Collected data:

// SPDX-FileCopyrightText: 2026 GSI Helmholtzzentrum f. Schwerionenforschung GmbH, Darmstadt, Germany
// SPDX-License-Identifier: LGPL-3.0-or-later

//! Error taxonomy for builders, invocation and output parsing.

use std::io;

/// Errors reported by builders, the process invoker and the table parsers.
#[derive(Debug, thiserror::Error)]
pub enum Error {
    /// Two different members of a mutually exclusive option group were set.
    #[error("{attempted} is mutually exclusive with already-set {existing}")]
    Conflict {
        attempted: &'static str,
        existing: &'static str,
    },

    /// A value does not fit the option's contract.
    #[error("invalid value for {option}: {reason}")]
    InvalidValue {
        option: &'static str,
        reason: String,
    },

    /// The external binary was not found on PATH.
    #[error("{program} not found on PATH")]
    ToolNotFound { program: String },

    /// Spawning the external binary failed for a reason other than lookup.
    #[error("failed to spawn {program}: {source}")]
    Spawn {
        program: String,
        #[source]
        source: io::Error,
    },

    /// The external binary ran but exited non-zero (or was killed by signal,
    /// in which case `code` is `None`).
    #[error("{program} exited with status {code:?}: {stderr}")]
    ToolFailed {
        program: String,
        code: Option<i32>,
        stderr: String,
    },

    /// The external binary did not exit within the allowed wait time.
    #[error("{program} did not exit within {secs} s")]
    Timeout { program: String, secs: u64 },

    /// A line of external tool output could not be parsed.
    #[error("cannot parse line {line} ({reason}): {content:?}")]
    Parse {
        line: usize,
        content: String,
        reason: String,
    },
}

#[cfg(test)]
mod tests {
    use super::*;

    #[test]
    fn test_conflict_message_names_both_options() {
        let err = Error::Conflict {
            attempted: "--hint",
            existing: "-B/--extra-node-info",
        };
        let msg = err.to_string();
        assert!(msg.contains("--hint"));
        assert!(msg.contains("-B/--extra-node-info"));
    }

    #[test]
    fn test_parse_message_carries_line_number() {
        let err = Error::Parse {
            line: 3,
            content: "garbage".to_string(),
            reason: "wrong field count".to_string(),
        };
        assert!(err.to_string().contains("line 3"));
    }
}
impl SqueueField {
    pub fn name(&self) -> &'static str {
        match self {
            SqueueField::Account => "Account",
            SqueueField::AccrueTime => "AccrueTime",
            SqueueField::AdminComment => "admin_comment",
            SqueueField::AllocNodes => "AllocNodes",
            SqueueField::AllocSID => "AllocSID",
            SqueueField::ArrayJobID => "ArrayJobID",
            SqueueField::ArrayTaskID => "ArrayTaskID",
            SqueueField::AssocID => "AssocID",
            SqueueField::BatchFlag => "BatchFlag",
            SqueueField::BatchHost => "BatchHost",
            SqueueField::BoardsPerNode => "BoardsPerNode",
            SqueueField::BurstBuffer => "BurstBuffer",
            SqueueField::BurstBufferState => "BurstBufferState",
            SqueueField::Cluster => "Cluster",
            SqueueField::ClusterFeature => "ClusterFeature",
            SqueueField::Command => "Command",
            SqueueField::Comment => "Comment",
            SqueueField::Contiguous => "Contiguous",
            SqueueField::Container => "Container",
            SqueueField::Cores => "Cores",
            SqueueField::CoreSpec => "CoreSpec",
            SqueueField::CPUFreq => "CPUFreq",
            SqueueField::CpusPerTask => "cpus-per-task",
            SqueueField::CpusPerTres => "cpus-per-tres",
            SqueueField::Deadline => "Deadline",
            SqueueField::DelayBoot => "DelayBoot",
            SqueueField::Dependency => "Dependency",
            SqueueField::DerivedEC => "DerivedEC",
            SqueueField::EligibleTime => "EligibleTime",
            SqueueField::EndTime => "EndTime",
            SqueueField::ExitCode => "exit_code",
            SqueueField::Feature => "Feature",
            SqueueField::GroupID => "GroupID",
            SqueueField::GroupName => "GroupName",
            SqueueField::HetJobID => "HetJobID",
            SqueueField::HetJobIDSet => "HetJobIDSet",
            SqueueField::HetJobOffset => "HetJobOffset",
            SqueueField::JobArrayID => "JobArrayID",
            SqueueField::JobID => "JobID",
            SqueueField::LastSchedEval => "LastSchedEval",
            SqueueField::Licenses => "Licenses",
            SqueueField::MaxCPUs => "MaxCPUs",
            SqueueField::MaxNodes => "MaxNodes",
            SqueueField::MCSLabel => "MCSLabel",
            SqueueField::MemPerTres => "mem-per-tres",
            SqueueField::MinCpus => "MinCpus",
            SqueueField::MinMemory => "MinMemory",
            SqueueField::MinTime => "MinTime",
            SqueueField::MinTmpDisk => "MinTmpDisk",
            SqueueField::Name => "Name",
            SqueueField::Network => "Network",
            SqueueField::Nice => "Nice",
            SqueueField::NodeList => "NodeList",
            SqueueField::Nodes => "Nodes",
            SqueueField::NTPerBoard => "NTPerBoard",
            SqueueField::NTPerCore => "NTPerCore",
            SqueueField::NTPerNode => "NTPerNode",
            SqueueField::NTPerSocket => "NTPerSocket",
            SqueueField::NumCPUs => "NumCPUs",
            SqueueField::NumNodes => "NumNodes",
            SqueueField::NumTasks => "NumTasks",
            SqueueField::Origin => "Origin",
            SqueueField::OriginRaw => "OriginRaw",
            SqueueField::OverSubscribe => "OverSubscribe",
            SqueueField::Partition => "Partition",
            SqueueField::PreemptTime => "PreemptTime",
            SqueueField::PendingTime => "PendingTime",
            SqueueField::Priority => "Priority",
            SqueueField::PriorityLong => "PriorityLong",
            SqueueField::Profile => "Profile",
            SqueueField::QOS => "QOS",
            SqueueField::Reason => "Reason",
            SqueueField::ReasonList => "ReasonList",
            SqueueField::Reboot => "Reboot",
            SqueueField::ReqNodes => "ReqNodes",
            SqueueField::ReqSwitch => "ReqSwitch",
            SqueueField::Requeue => "Requeue",
            SqueueField::Reservation => "Reservation",
            SqueueField::ResizeTime => "ResizeTime",
            SqueueField::RestartCnt => "RestartCnt",
            SqueueField::ResvPort => "ResvPort",
            SqueueField::SchedNodes => "SchedNodes",
            SqueueField::SCT => "SCT",
            SqueueField::SelectJobInfo => "SelectJobInfo",
            SqueueField::SiblingsActive => "SiblingsActive",
            SqueueField::SiblingsActiveRaw => "SiblingsActiveRaw",
            SqueueField::SiblingsViable => "SiblingsViable",
            SqueueField::SiblingsViableRaw => "SiblingsViableRaw",
            SqueueField::Sockets => "Sockets",
            SqueueField::SPerBoard => "SPerBoard",
            SqueueField::StartTime => "StartTime",
            SqueueField::State => "State",
            SqueueField::StateCompact => "StateCompact",
            SqueueField::Stderr => "STDERR",
            SqueueField::Stdin => "STDIN",
            SqueueField::Stdout => "STDOUT",
            SqueueField::StepID => "StepID",
            SqueueField::StepName => "StepName",
            SqueueField::StepState => "StepState",
            SqueueField::SubmitTime => "SubmitTime",
            SqueueField::SystemComment => "system_comment",
            SqueueField::Threads => "Threads",
            SqueueField::TimeLeft => "TimeLeft",
            SqueueField::TimeLimit => "TimeLimit",
            SqueueField::TimeUsed => "TimeUsed",
            SqueueField::TresAlloc => "tres-alloc",
            SqueueField::TresBind => "tres-bind",
            SqueueField::TresFreq => "tres-freq",
            SqueueField::TresPerJob => "tres-per-job",
            SqueueField::TresPerNode => "tres-per-node",
            SqueueField::TresPerSocket => "tres-per-socket",
            SqueueField::TresPerStep => "tres-per-step",
            SqueueField::TresPerTask => "tres-per-task",
            SqueueField::UserID => "UserID",
            SqueueField::UserName => "UserName",
            SqueueField::Wait4Switch => "Wait4Switch",
            SqueueField::WCKey => "WCKey",
            SqueueField::WorkDir => "WorkDir",
        }
    }
}

impl fmt::Display for SqueueField {
    fn fmt(&self, f: &mut fmt::Formatter<'_>) -> fmt::Result {
        f.write_str(self.name())
    }
}

/// Option model for one `squeue` invocation.
#[derive(Debug, Clone, Default)]
pub struct Squeue {
    pub(crate) accounts: Vec<String>,
    pub(crate) all: bool,
    pub(crate) array: bool,
    pub(crate) array_unique: bool,
    pub(crate) federation: bool,
    pub(crate) no_header: bool,
    pub(crate) hide: bool,
    pub(crate) iterate: Option<Second>,
    pub(crate) jobs: Vec<u32>,
    pub(crate) local: bool,
    pub(crate) long: bool,
    pub(crate) licenses: Vec<String>,
    pub(crate) clusters: Vec<String>,
    pub(crate) names: Vec<String>,
    pub(crate) dont_convert: bool,
    pub(crate) format_raw: Option<String>,
    pub(crate) format_fields: Vec<FormatSpec<SqueueField>>,
    pub(crate) partitions: Vec<String>,
    pub(crate) priority: bool,
    pub(crate) qos: Vec<String>,
    pub(crate) reservation: Option<String>,
    pub(crate) steps: Vec<String>,
    pub(crate) sibling: bool,
    pub(crate) sort: Option<String>,
    pub(crate) start: bool,
    pub(crate) states: Vec<JobStateCode>,
    pub(crate) users: Vec<String>,
    pub(crate) verbose: bool,
    pub(crate) version: bool,
    pub(crate) nodelist: Option<String>,
}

BRIEF:
The lines in the entries above that carry the word "builders" must be copied.

EXERCISE ANSWER:
//! Error taxonomy for builders, invocation and output parsing.
/// Errors reported by builders, the process invoker and the table parsers.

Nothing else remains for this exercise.